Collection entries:
--*--
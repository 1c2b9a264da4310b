//! Requests, responses and the origin the app loads its assets from.
//!
//! The origin is either an HTTP base URL or a local directory served like a
//! static site. Both sit behind [`Fetch`], which the cache worker handle also
//! implements, so callers never know whether a response came from the cache.

use std::{
    fmt, fs, io,
    path::{Component, Path, PathBuf},
};

use reqwest::{blocking::Client, header, Url};
use tracing::trace;

use crate::error::{ConfigError, FetchError};

/// `Accept` value sent for page documents.
pub const HTML_ACCEPT: &str = "text/html,application/xhtml+xml;q=0.9,*/*;q=0.8";

#[derive(Debug, Clone, PartialEq, Eq)]
pub struct Request {
    /// Asset path relative to the origin, e.g. `./tickets.json`.
    pub url: String,
    pub accept: Option<String>,
}

impl Request {
    pub fn get(url: impl Into<String>) -> Self {
        Self {
            url: url.into(),
            accept: None,
        }
    }

    /// A navigation request, the kind that may fall back to the offline shell.
    pub fn document(url: impl Into<String>) -> Self {
        Self {
            url: url.into(),
            accept: Some(HTML_ACCEPT.into()),
        }
    }

    pub fn with_accept(mut self, accept: impl Into<String>) -> Self {
        self.accept = Some(accept.into());
        self
    }

    pub fn accepts_html(&self) -> bool {
        self.accept
            .as_deref()
            .is_some_and(|a| a.contains("text/html"))
    }
}

#[derive(Clone, PartialEq, Eq)]
pub struct Response {
    pub status: u16,
    pub content_type: Option<String>,
    pub body: Vec<u8>,
}

impl fmt::Debug for Response {
    fn fmt(&self, f: &mut fmt::Formatter<'_>) -> fmt::Result {
        f.debug_struct("Response")
            .field("status", &self.status)
            .field("content_type", &self.content_type)
            .field("body_len", &self.body.len())
            .finish()
    }
}

impl Response {
    pub fn new(status: u16, content_type: Option<String>, body: Vec<u8>) -> Self {
        Self {
            status,
            content_type,
            body,
        }
    }

    /// 2xx.
    pub fn ok(&self) -> bool {
        (200..300).contains(&self.status)
    }
}

/// Anything that turns a [`Request`] into a [`Response`].
pub trait Fetch {
    fn fetch(&self, req: &Request) -> Result<Response, FetchError>;
}

impl<F: Fetch + ?Sized> Fetch for Box<F> {
    fn fetch(&self, req: &Request) -> Result<Response, FetchError> {
        (**self).fetch(req)
    }
}

/// Where assets live.
#[derive(Debug, Clone, PartialEq, Eq)]
pub enum Origin {
    Http(Url),
    Dir(PathBuf),
}

impl Origin {
    /// `http://` and `https://` values are URLs, everything else a directory.
    pub fn parse(s: &str) -> Result<Self, ConfigError> {
        if s.starts_with("http://") || s.starts_with("https://") {
            let mut url =
                Url::parse(s).map_err(|e| ConfigError::Invalid(format!("origin {s}: {e}")))?;
            // joins are relative to the last path segment
            if !url.path().ends_with('/') {
                let path = format!("{}/", url.path());
                url.set_path(&path);
            }
            Ok(Self::Http(url))
        } else {
            Ok(Self::Dir(PathBuf::from(s)))
        }
    }

    /// Builds a live network client for this origin.
    pub fn connect(&self) -> Result<Box<dyn Fetch + Send>, FetchError> {
        let net: Box<dyn Fetch + Send> = match self {
            Self::Http(base) => Box::new(HttpNetwork::new(base.clone())?),
            Self::Dir(root) => Box::new(DirNetwork::new(root.clone())),
        };
        Ok(net)
    }
}

impl fmt::Display for Origin {
    fn fmt(&self, f: &mut fmt::Formatter<'_>) -> fmt::Result {
        match self {
            Self::Http(url) => write!(f, "{url}"),
            Self::Dir(path) => write!(f, "{}", path.display()),
        }
    }
}

/// Blocking HTTP client rooted at a base URL.
#[derive(Debug)]
pub struct HttpNetwork {
    client: Client,
    base: Url,
}

impl HttpNetwork {
    pub fn new(base: Url) -> Result<Self, FetchError> {
        let client = Client::builder()
            .build()
            .map_err(|e| FetchError::Network {
                url: base.to_string(),
                reason: e.to_string(),
            })?;
        Ok(Self { client, base })
    }
}

impl Fetch for HttpNetwork {
    fn fetch(&self, req: &Request) -> Result<Response, FetchError> {
        let network = |reason: String| FetchError::Network {
            url: req.url.clone(),
            reason,
        };
        let url = self.base.join(&req.url).map_err(|e| network(e.to_string()))?;
        trace!(%url, "http fetch");
        let mut builder = self.client.get(url);
        if let Some(accept) = &req.accept {
            builder = builder.header(header::ACCEPT, accept);
        }
        let resp = builder.send().map_err(|e| network(e.to_string()))?;
        let status = resp.status().as_u16();
        let content_type = resp
            .headers()
            .get(header::CONTENT_TYPE)
            .and_then(|v| v.to_str().ok())
            .map(str::to_string);
        let body = resp.bytes().map_err(|e| network(e.to_string()))?.to_vec();
        Ok(Response::new(status, content_type, body))
    }
}

/// Serves files below a directory the way a static web server would.
///
/// A missing root behaves like an unreachable host; a missing file is a 404.
#[derive(Debug, Clone)]
pub struct DirNetwork {
    root: PathBuf,
}

impl DirNetwork {
    pub fn new(root: impl Into<PathBuf>) -> Self {
        Self { root: root.into() }
    }

    fn resolve(&self, url: &str) -> Option<PathBuf> {
        let path = url.split(&['?', '#'][..]).next().unwrap_or_default();
        let rel = Path::new(path.trim_start_matches('/'));
        let mut out = self.root.clone();
        for c in rel.components() {
            match c {
                Component::Normal(part) => out.push(part),
                Component::CurDir => {}
                _ => return None,
            }
        }
        if out == self.root || path.ends_with('/') {
            out.push("index.html");
        }
        Some(out)
    }
}

impl Fetch for DirNetwork {
    fn fetch(&self, req: &Request) -> Result<Response, FetchError> {
        if !self.root.is_dir() {
            return Err(FetchError::Network {
                url: req.url.clone(),
                reason: format!("{} is not reachable", self.root.display()),
            });
        }
        let Some(path) = self.resolve(&req.url) else {
            return Ok(Response::new(403, None, Vec::new()));
        };
        match fs::read(&path) {
            Ok(body) => Ok(Response::new(200, content_type_for(&path), body)),
            Err(e) if e.kind() == io::ErrorKind::NotFound => Ok(Response::new(404, None, Vec::new())),
            Err(e) => Err(FetchError::Network {
                url: req.url.clone(),
                reason: e.to_string(),
            }),
        }
    }
}

fn content_type_for(path: &Path) -> Option<String> {
    let ext = path.extension()?.to_str()?.to_ascii_lowercase();
    let ct = match ext.as_str() {
        "html" | "htm" => "text/html; charset=utf-8",
        "css" => "text/css",
        "js" => "text/javascript",
        "json" => "application/json",
        "png" => "image/png",
        "svg" => "image/svg+xml",
        _ => "application/octet-stream",
    };
    Some(ct.to_string())
}

#[cfg(test)]
mod tests {
    use super::*;

    #[test]
    fn accept_header_detection() {
        assert!(Request::document("./").accepts_html());
        assert!(!Request::get("./app.js").accepts_html());
        assert!(!Request::get("./a").with_accept("application/json").accepts_html());
    }

    #[test]
    fn origin_parsing() {
        let o = Origin::parse("https://example.org/cards").unwrap();
        assert_eq!(o, Origin::Http(Url::parse("https://example.org/cards/").unwrap()));
        assert_eq!(Origin::parse("site").unwrap(), Origin::Dir(PathBuf::from("site")));
        assert!(Origin::parse("http://").is_err());
    }

    #[test]
    fn dir_network_serves_files() {
        let dir = tempfile::tempdir().unwrap();
        fs::write(dir.path().join("index.html"), "<html></html>").unwrap();
        fs::write(dir.path().join("tickets.json"), "[]").unwrap();
        let net = DirNetwork::new(dir.path());

        let r = net.fetch(&Request::get("./tickets.json")).unwrap();
        assert!(r.ok());
        assert_eq!(r.body, b"[]");
        assert_eq!(r.content_type.as_deref(), Some("application/json"));

        let r = net.fetch(&Request::get("./")).unwrap();
        assert_eq!(r.body, b"<html></html>");

        assert_eq!(net.fetch(&Request::get("./missing.css")).unwrap().status, 404);
        assert_eq!(net.fetch(&Request::get("../etc/passwd")).unwrap().status, 403);
    }

    #[test]
    fn missing_root_is_offline() {
        let dir = tempfile::tempdir().unwrap();
        let net = DirNetwork::new(dir.path().join("gone"));
        assert!(matches!(
            net.fetch(&Request::get("./tickets.json")),
            Err(FetchError::Network { .. })
        ));
    }
}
--*--
> [WHAT NEEDS TO BE DONE]: Reproduce, character for character, only the lines of the preceding data that start at the line with "pub fn accepts_html(&self)" and end at the line with "for this origin.", both included.

> [WRITTEN RESPONSE]:
    pub fn accepts_html(&self) -> bool {
        self.accept
            .as_deref()
            .is_some_and(|a| a.contains("text/html"))
    }
}

#[derive(Clone, PartialEq, Eq)]
pub struct Response {
    pub status: u16,
    pub content_type: Option<String>,
    pub body: Vec<u8>,
}

impl fmt::Debug for Response {
    fn fmt(&self, f: &mut fmt::Formatter<'_>) -> fmt::Result {
        f.debug_struct("Response")
            .field("status", &self.status)
            .field("content_type", &self.content_type)
            .field("body_len", &self.body.len())
            .finish()
    }
}

impl Response {
    pub fn new(status: u16, content_type: Option<String>, body: Vec<u8>) -> Self {
        Self {
            status,
            content_type,
            body,
        }
    }

    /// 2xx.
    pub fn ok(&self) -> bool {
        (200..300).contains(&self.status)
    }
}

/// Anything that turns a [`Request`] into a [`Response`].
pub trait Fetch {
    fn fetch(&self, req: &Request) -> Result<Response, FetchError>;
}

impl<F: Fetch + ?Sized> Fetch for Box<F> {
    fn fetch(&self, req: &Request) -> Result<Response, FetchError> {
        (**self).fetch(req)
    }
}

/// Where assets live.
#[derive(Debug, Clone, PartialEq, Eq)]
pub enum Origin {
    Http(Url),
    Dir(PathBuf),
}

impl Origin {
    /// `http://` and `https://` values are URLs, everything else a directory.
    pub fn parse(s: &str) -> Result<Self, ConfigError> {
        if s.starts_with("http://") || s.starts_with("https://") {
            let mut url =
                Url::parse(s).map_err(|e| ConfigError::Invalid(format!("origin {s}: {e}")))?;
            // joins are relative to the last path segment
            if !url.path().ends_with('/') {
                let path = format!("{}/", url.path());
                url.set_path(&path);
            }
            Ok(Self::Http(url))
        } else {
            Ok(Self::Dir(PathBuf::from(s)))
        }
    }

    /// Builds a live network client for this origin.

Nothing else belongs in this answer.